Untranslated before now, it is the only comprehensive account of the life and work of Vladimir Nemirovich-Danchenko (1858–1943), co-founder with Konstantin Stanislavsky of the Moscow Art Theatre and one of the pioneers of the art of directing. Nemirovich-Danchenko was one of the few prominent theatre practitioners who lived and worked from Russia’s Tsarist period through the inception and consolidation of its Soviet period. Thus, it is also a story about the development of Russian society and culture during the last half of the nineteenth century and the Soviet half of the twentieth century. Additionally, it explores the Moscow Art Theatre’s interpretive and production work on the plays of Chekhov, Shakespeare, Ibsen, Dostoevsky, Leo Tolstoy, Maxim Gorky, and many others. The central theme of the book focuses on the contingent dialectical relationship between artists and their changing socio-political realities.

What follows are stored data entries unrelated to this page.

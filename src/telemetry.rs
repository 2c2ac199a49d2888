//! Telemetry sources
//!
//!  Snapshots of simulated aircraft, either read from a TCP feed that
//!  sends one JSON array per line or generated locally for demo runs.

use std::future::Future;
use std::sync::Arc;
use std::sync::atomic::{AtomicBool, Ordering};
use std::time::{Duration, Instant};

use parking_lot::Mutex;
use serde::Deserialize;
use thiserror::Error;
use tokio::io::{AsyncBufReadExt, BufReader};
use tokio::net::TcpStream;
use tokio::task::JoinHandle;
use tracing::{debug, info, warn};

use crate::geo;
use crate::runway::RunwayGeometry;

/// Minimum spacing between automatic reconnect attempts
const RECONNECT_INTERVAL: Duration = Duration::from_secs(5);

#[derive(Error, Debug)]
pub enum TelemetryError {
    #[error("telemetry unavailable: {0}")]
    Unavailable(String),

    #[error("telemetry IO error {0}")]
    Io(#[from] std::io::Error),

    #[error("telemetry decode error {0}")]
    Decode(#[from] serde_json::Error),

    #[error("telemetry poll timed out after {0:?}")]
    Timeout(Duration),
}

/// One aircraft as reported by the simulator
#[derive(Debug, Clone, PartialEq)]
pub struct AircraftSnapshot {
    /// Simulator object id
    pub id: u32,
    /// ATC callsign, may be empty
    pub callsign: String,
    pub lat: f64,
    pub lon: f64,
    /// Altitude in feet, same datum as the runway elevation
    pub altitude_ft: f64,
    /// Ground speed in knots
    pub ground_speed: Option<f64>,
    /// Vertical speed in ft/min
    pub vertical_speed: Option<f64>,
    /// When this observation was taken
    pub seen: Instant,
}

impl AircraftSnapshot {
    /// Callsign used for matching: trimmed and upper-cased
    pub fn normalized_callsign(&self) -> String {
        normalize_callsign(&self.callsign)
    }

    /// Callsign for display, falling back to the object id
    pub fn display_callsign(&self) -> String {
        let cs = self.callsign.trim();
        if cs.is_empty() {
            format!("#{}", self.id)
        } else {
            cs.to_string()
        }
    }

    pub fn has_position(&self) -> bool {
        self.lat.is_finite() && self.lon.is_finite() && self.altitude_ft.is_finite()
    }
}

pub fn normalize_callsign(callsign: &str) -> String {
    callsign.trim().to_ascii_uppercase()
}

/// Anything that can hand out the current set of aircraft
pub trait TelemetrySource {
    /// Latest aircraft set, possibly empty
    fn poll_aircraft(
        &mut self,
    ) -> impl Future<Output = Result<Vec<AircraftSnapshot>, TelemetryError>> + Send;

    fn is_connected(&self) -> bool;

    /// Ask for a fresh connection on the next poll
    fn request_reconnect(&mut self) {}

    /// Notification that the active runway changed
    fn runway_changed(&mut self, _runway: &RunwayGeometry) {}
}

/// Wire format of one aircraft in a feed line
#[derive(Debug, Deserialize)]
struct FeedAircraft {
    #[serde(default)]
    id: u32,
    #[serde(default)]
    callsign: Option<String>,
    lat: Option<f64>,
    lon: Option<f64>,
    alt: Option<f64>,
    #[serde(default)]
    gs: Option<f64>,
    #[serde(default)]
    vs: Option<f64>,
}

impl FeedAircraft {
    fn into_snapshot(self, seen: Instant) -> AircraftSnapshot {
        AircraftSnapshot {
            id: self.id,
            callsign: self.callsign.unwrap_or_default(),
            lat: self.lat.unwrap_or(f64::NAN),
            lon: self.lon.unwrap_or(f64::NAN),
            altitude_ft: self.alt.unwrap_or(f64::NAN),
            ground_speed: self.gs,
            vertical_speed: self.vs,
            seen,
        }
    }
}

/// Decode one feed line into snapshots observed at `seen`
pub fn parse_feed_line(line: &str, seen: Instant) -> Result<Vec<AircraftSnapshot>, TelemetryError> {
    let aircraft: Vec<FeedAircraft> = serde_json::from_str(line)?;
    Ok(aircraft.into_iter().map(|a| a.into_snapshot(seen)).collect())
}

/// TCP feed client. A reader task keeps only the newest frame.
pub struct FeedSource {
    addr: String,
    latest: Arc<Mutex<Option<Vec<AircraftSnapshot>>>>,
    connected: Arc<AtomicBool>,
    reader: Option<JoinHandle<()>>,
    last_attempt: Option<Instant>,
    force_reconnect: bool,
}

impl FeedSource {
    pub fn new(addr: impl Into<String>) -> Self {
        Self {
            addr: addr.into(),
            latest: Arc::new(Mutex::new(None)),
            connected: Arc::new(AtomicBool::new(false)),
            reader: None,
            last_attempt: None,
            force_reconnect: false,
        }
    }

    async fn connect(&mut self) -> Result<(), TelemetryError> {
        let now = Instant::now();
        if let Some(last) = self.last_attempt {
            if !self.force_reconnect && now.duration_since(last) < RECONNECT_INTERVAL {
                return Err(TelemetryError::Unavailable(format!(
                    "not connected to {}",
                    self.addr
                )));
            }
        }
        self.last_attempt = Some(now);
        self.force_reconnect = false;

        if let Some(h) = self.reader.take() {
            h.abort();
        }
        *self.latest.lock() = None;

        let socket = TcpStream::connect(&self.addr).await?;
        info!("Telemetry feed connected: {}", self.addr);
        self.connected.store(true, Ordering::Release);

        let latest = Arc::clone(&self.latest);
        let connected = Arc::clone(&self.connected);
        let addr = self.addr.clone();
        self.reader = Some(tokio::spawn(async move {
            let mut lines = BufReader::new(socket).lines();
            loop {
                match lines.next_line().await {
                    Ok(Some(line)) => {
                        let line = line.trim();
                        if line.is_empty() {
                            continue;
                        }
                        match parse_feed_line(line, Instant::now()) {
                            Ok(frame) => *latest.lock() = Some(frame),
                            Err(e) => debug!("Skipping feed line: {}", e),
                        }
                    }
                    Ok(None) => {
                        warn!("Telemetry feed closed: {}", addr);
                        break;
                    }
                    Err(e) => {
                        warn!("Telemetry feed lost ({}): {}", addr, e);
                        break;
                    }
                }
            }
            connected.store(false, Ordering::Release);
        }));

        Ok(())
    }
}

impl TelemetrySource for FeedSource {
    async fn poll_aircraft(&mut self) -> Result<Vec<AircraftSnapshot>, TelemetryError> {
        if !self.connected.load(Ordering::Acquire) {
            self.connect().await?;
        }
        Ok(self.latest.lock().clone().unwrap_or_default())
    }

    fn is_connected(&self) -> bool {
        self.connected.load(Ordering::Acquire)
    }

    fn request_reconnect(&mut self) {
        self.force_reconnect = true;
        self.connected.store(false, Ordering::Release);
    }
}

impl Drop for FeedSource {
    fn drop(&mut self) {
        if let Some(h) = self.reader.take() {
            h.abort();
        }
    }
}

/// Synthetic inbound traffic for runs without a simulator
pub struct DemoSource {
    runway: RunwayGeometry,
    start: Instant,
}

struct DemoTrack {
    id: u32,
    callsign: &'static str,
    start_nm: f64,
    speed_kt: f64,
    lateral_m: f64,
    high_ft: f64,
}

const DEMO_TRACKS: [DemoTrack; 2] = [
    DemoTrack { id: 1, callsign: "DEMO1", start_nm: 9.0, speed_kt: 140.0, lateral_m: 0.0, high_ft: 0.0 },
    DemoTrack { id: 2, callsign: "DEMO2", start_nm: 6.0, speed_kt: 120.0, lateral_m: 150.0, high_ft: 150.0 },
];

impl DemoSource {
    pub fn new(runway: RunwayGeometry) -> Self {
        Self { runway, start: Instant::now() }
    }

    /// Demo traffic positions `elapsed` after start
    pub fn snapshots_at(&self, elapsed: Duration, seen: Instant) -> Vec<AircraftSnapshot> {
        let rwy = &self.runway;
        let secs = elapsed.as_secs_f64();
        let course = rwy.course_deg();

        DEMO_TRACKS
            .iter()
            .map(|t| {
                // fly from start_nm to half a mile past the threshold, then repeat
                let leg_nm = t.start_nm + 0.5;
                let flown_nm = (t.speed_kt * secs / 3600.0) % leg_nm;
                let range_m = geo::nm_to_m(t.start_nm - flown_nm);
                let weave_m = t.lateral_m + 40.0 * (secs / 15.0 + t.id as f64).sin();

                let (clat, clon) = geo::destination(rwy.lat, rwy.lon, course, range_m);
                let (lat, lon) = geo::destination(clat, clon, course + 90.0, weave_m);
                let height_ft = geo::m_to_ft(rwy.glidepath_height_m(range_m.max(0.0)));

                AircraftSnapshot {
                    id: t.id,
                    callsign: t.callsign.to_string(),
                    lat,
                    lon,
                    altitude_ft: rwy.elevation_ft + height_ft + t.high_ft,
                    ground_speed: Some(t.speed_kt),
                    vertical_speed: Some(-t.speed_kt * 101.27 * rwy.glidepath_deg.to_radians().tan()),
                    seen,
                }
            })
            .collect()
    }
}

impl TelemetrySource for DemoSource {
    async fn poll_aircraft(&mut self) -> Result<Vec<AircraftSnapshot>, TelemetryError> {
        let now = Instant::now();
        Ok(self.snapshots_at(now.duration_since(self.start), now))
    }

    fn is_connected(&self) -> bool {
        true
    }

    fn runway_changed(&mut self, runway: &RunwayGeometry) {
        self.runway = runway.clone();
        self.start = Instant::now();
    }
}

The author’s narrative is stylistically informal and based on archival documents, most of which are referenced here for the first time in English and will be of great interest to students and scholars in theatre and performance studies.

Inna Solovyova (1937–2024) was one of Russia’s most prominent theatre historians and critics with expertise in the history of the Moscow Art Theatre.

James Thomas is a Professor in the Maggie Allesee Department of Theatre and Dance in the College of Fine, Performing and Communication Arts at Wayne State University.